_Work order:_ Retype the tail of the data exactly, starting at the line containing "let bid = BidRepo::get(&state.pool, bid_id).await?;" and stopping at the last line.

Dataset entries
■ ■ ■ ■

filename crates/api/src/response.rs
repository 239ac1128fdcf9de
//! Shared response envelope types for API handlers.
//!
//! All API responses use a `{ "data": ... }` envelope. Use [`DataResponse`]
//! instead of ad-hoc `serde_json::json!({ "data": ... })` to get
//! compile-time type safety and consistent serialization.

use serde::Serialize;

/// Standard `{ "data": T }` response envelope.
#[derive(Debug, Serialize)]
pub struct DataResponse<T: Serialize> {
    pub data: T,
}
//! Handlers for the `/bids` resource.

use axum::extract::{Path, Query, State};
use axum::http::StatusCode;
use axum::Json;
use serde::Deserialize;
use tender_core::access::ensure_allowed;
use tender_core::author::BidAuthor;
use tender_core::error::CoreError;
use tender_core::status::{DecisionKind, EntityStatus};
use tender_core::types::{DbId, Version};
use tender_core::versioning::validate_target_version;
use tender_db::models::bid::{Bid, CreateBid, UpdateBid};
use tender_db::models::decision::{DecisionReceipt, SubmitDecision};
use tender_db::models::review::{CreateReview, Review};
use tender_db::repositories::{
    AccessRepo, BidRepo, DecisionRepo, EmployeeRepo, IdentityRepo, OrganizationRepo, ReviewRepo,
};
use validator::Validate;

use crate::error::{AppError, AppResult};
use crate::query::{page, required, StatusParams, UserPageParams, UserParams};
use crate::response::DataResponse;
use crate::state::AppState;

/// `?username=&decision=`
#[derive(Debug, Deserialize)]
pub struct DecisionParams {
    pub username: Option<String>,
    pub decision: Option<String>,
}

/// `?username=&feedback=`
#[derive(Debug, Deserialize)]
pub struct FeedbackParams {
    pub username: Option<String>,
    pub feedback: Option<String>,
}

/// `?author_username=&requester_username=&limit=&offset=`
#[derive(Debug, Deserialize)]
pub struct ReviewParams {
    pub author_username: Option<String>,
    pub requester_username: Option<String>,
    pub limit: Option<i64>,
    pub offset: Option<i64>,
}

/// POST /api/bids/new
///
/// The author must exist and the tender must be published.
pub async fn create(
    State(state): State<AppState>,
    Json(input): Json<CreateBid>,
) -> AppResult<(StatusCode, Json<DataResponse<Bid>>)> {
    input.validate()?;

    let author = input.author();
    let author_exists = match author {
        BidAuthor::User(id) => EmployeeRepo::find_by_id(&state.pool, id).await?.is_some(),
        BidAuthor::Organization(id) => OrganizationRepo::find_by_id(&state.pool, id).await?.is_some(),
    };
    if !author_exists {
        return Err(CoreError::not_found(author.author_type().as_str(), author.author_id()).into());
    }

    let open = AccessRepo::is_tender_public(&state.pool, input.tender_id).await?;
    ensure_allowed(open, "bid on an unpublished tender")?;

    let bid = BidRepo::create(&state.pool, &input).await?;
    tracing::info!(bid_id = %bid.id, tender_id = %bid.tender_id, "Bid created");
    Ok((StatusCode::CREATED, Json(DataResponse { data: bid })))
}

/// GET /api/bids/my
///
/// Bids written by the user, plus those written by their organization.
pub async fn list_mine(
    State(state): State<AppState>,
    Query(params): Query<UserPageParams>,
) -> AppResult<Json<DataResponse<Vec<Bid>>>> {
    let username = required(&params.username, "username")?;
    let user_id = IdentityRepo::resolve_user(&state.pool, username).await?;
    let organization_id = IdentityRepo::find_organization(&state.pool, user_id).await?;

    let (limit, offset) = page(params.limit, params.offset);
    let bids = BidRepo::list_by_author(&state.pool, user_id, organization_id, limit, offset).await?;
    Ok(Json(DataResponse { data: bids }))
}

/// GET /api/bids/{tender_id}/list
pub async fn list_for_tender(
    State(state): State<AppState>,
    Path(tender_id): Path<DbId>,
    Query(params): Query<UserPageParams>,
) -> AppResult<Json<DataResponse<Vec<Bid>>>> {
    let username = required(&params.username, "username")?;
    let user_id = IdentityRepo::resolve_user(&state.pool, username).await?;
    let allowed = AccessRepo::can_act_on_tender(&state.pool, user_id, tender_id).await?;
    ensure_allowed(allowed, "list bids of this tender")?;

    let (limit, offset) = page(params.limit, params.offset);
    let bids = BidRepo::list_published_for_tender(&state.pool, tender_id, limit, offset).await?;
    Ok(Json(DataResponse { data: bids }))
}

/// GET /api/bids/{tender_id}/reviews
///
/// Reviews left on the bids `author_username` submitted to this tender.
/// The requester must be responsible for the tender's organization.
pub async fn reviews(
    State(state): State<AppState>,
    Path(tender_id): Path<DbId>,
    Query(params): Query<ReviewParams>,
) -> AppResult<Json<DataResponse<Vec<Review>>>> {
    let requester = required(&params.requester_username, "requester_username")?;
    let author = required(&params.author_username, "author_username")?;

    let requester_id = IdentityRepo::resolve_user(&state.pool, requester).await?;
    let author_id = IdentityRepo::resolve_user(&state.pool, author).await?;
    let allowed = AccessRepo::can_act_on_tender(&state.pool, requester_id, tender_id).await?;
    ensure_allowed(allowed, "read reviews for this tender")?;

    let bid_ids =
        BidRepo::ids_for_tender_by_author(&state.pool, tender_id, BidAuthor::User(author_id)).await?;
    let (limit, offset) = page(params.limit, params.offset);
    let reviews = ReviewRepo::list_for_bids(&state.pool, &bid_ids, limit, offset).await?;
    Ok(Json(DataResponse { data: reviews }))
}

/// GET /api/bids/{id}/status
pub async fn get_status(
    State(state): State<AppState>,
    Path(id): Path<DbId>,
    Query(params): Query<UserParams>,
) -> AppResult<Json<DataResponse<EntityStatus>>> {
    let username = required(&params.username, "username")?;
    let user_id = IdentityRepo::resolve_user(&state.pool, username).await?;
    let allowed = AccessRepo::can_view_bid_status(&state.pool, user_id, id).await?;
    ensure_allowed(allowed, "view this bid")?;

    let status = BidRepo::get_status(&state.pool, id).await?;
    Ok(Json(DataResponse { data: status }))
}

/// PUT /api/bids/{id}/status
pub async fn set_status(
    State(state): State<AppState>,
    Path(id): Path<DbId>,
    Query(params): Query<StatusParams>,
) -> AppResult<Json<DataResponse<Bid>>> {
    let username = required(&params.username, "username")?;
    let status: EntityStatus = required(&params.status, "status")?.parse()?;

    authorize_author(&state, id, username).await?;
    let bid = BidRepo::set_status(&state.pool, id, status).await?;
    Ok(Json(DataResponse { data: bid }))
}

/// PATCH /api/bids/{id}/edit
pub async fn edit(
    State(state): State<AppState>,
    Path(id): Path<DbId>,
    Query(params): Query<UserParams>,
    Json(input): Json<UpdateBid>,
) -> AppResult<Json<DataResponse<Bid>>> {
    input.validate()?;
    let username = required(&params.username, "username")?;

    authorize_author(&state, id, username).await?;
    let bid = BidRepo::edit(&state.pool, id, &input).await?;
    Ok(Json(DataResponse { data: bid }))
}

/// PUT /api/bids/{id}/rollback/{version}
pub async fn rollback(
    State(state): State<AppState>,
    Path((id, version)): Path<(DbId, Version)>,
    Query(params): Query<UserParams>,
) -> AppResult<Json<DataResponse<Bid>>> {
    let version = validate_target_version(version)?;
    let username = required(&params.username, "username")?;

    authorize_author(&state, id, username).await?;
    let bid = BidRepo::rollback(&state.pool, id, version).await?;
    Ok(Json(DataResponse { data: bid }))
}

/// PUT /api/bids/{id}/submit_decision
pub async fn submit_decision(
    State(state): State<AppState>,
    Path(id): Path<DbId>,
    Query(params): Query<DecisionParams>,
) -> AppResult<Json<DataResponse<DecisionReceipt>>> {
    let username = required(&params.username, "username")?;
    let decision: DecisionKind = required(&params.decision, "decision")?.parse()?;

    let user_id = IdentityRepo::resolve_user(&state.pool, username).await?;
    let bid = authorize_tender_owner(&state, id, user_id, "decide on this bid").await?;

    let receipt = DecisionRepo::submit(
        &state.pool,
        &SubmitDecision {
            user_id,
            bid_id: bid.id,
            tender_id: bid.tender_id,
            decision,
        },
    )
    .await?;
    Ok(Json(DataResponse { data: receipt }))
}

/// PUT /api/bids/{id}/feedback
pub async fn feedback(
    State(state): State<AppState>,
    Path(id): Path<DbId>,
    Query(params): Query<FeedbackParams>,
) -> AppResult<(StatusCode, Json<DataResponse<Review>>)> {
    let username = required(&params.username, "username")?;
    let text = required(&params.feedback, "feedback")?;

    let user_id = IdentityRepo::resolve_user(&state.pool, username).await?;
    let bid = authorize_tender_owner(&state, id, user_id, "review this bid").await?;

    let input = CreateReview {
        bid_id: bid.id,
        author_id: user_id,
        feedback: text.to_string(),
    };
    input.validate()?;

    let review = ReviewRepo::create(&state.pool, &input).await?;
    Ok((StatusCode::CREATED, Json(DataResponse { data: review })))
}

/// Resolve `username` and require that they wrote the bid, directly or
/// through their organization.
async fn authorize_author(state: &AppState, bid_id: DbId, username: &str) -> AppResult<()> {
    let user_id = IdentityRepo::resolve_user(&state.pool, username).await?;
    let allowed = AccessRepo::can_act_on_bid(&state.pool, user_id, bid_id).await?;
    Ok(ensure_allowed(allowed, "modify this bid")?)
}

/// Load a published bid and require `user_id` to be responsible for the
/// organization owning its tender.
async fn authorize_tender_owner(
    state: &AppState,
    bid_id: DbId,
    user_id: DbId,
    action: &str,
) -> AppResult<Bid> {
    let bid = BidRepo::get(&state.pool, bid_id).await?;
    if bid.status != EntityStatus::Published {
        return Err(AppError::Core(CoreError::Conflict(format!(
            "Bid {bid_id} is not published"
        ))));
    }
    let allowed = AccessRepo::can_act_on_tender(&state.pool, user_id, bid.tender_id).await?;
    ensure_allowed(allowed, action)?;
    Ok(bid)
}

■ ■ ■ ■

_Problem solution:_
    let bid = BidRepo::get(&state.pool, bid_id).await?;
    if bid.status != EntityStatus::Published {
        return Err(AppError::Core(CoreError::Conflict(format!(
            "Bid {bid_id} is not published"
        ))));
    }
    let allowed = AccessRepo::can_act_on_tender(&state.pool, user_id, bid.tender_id).await?;
    ensure_allowed(allowed, action)?;
    Ok(bid)
}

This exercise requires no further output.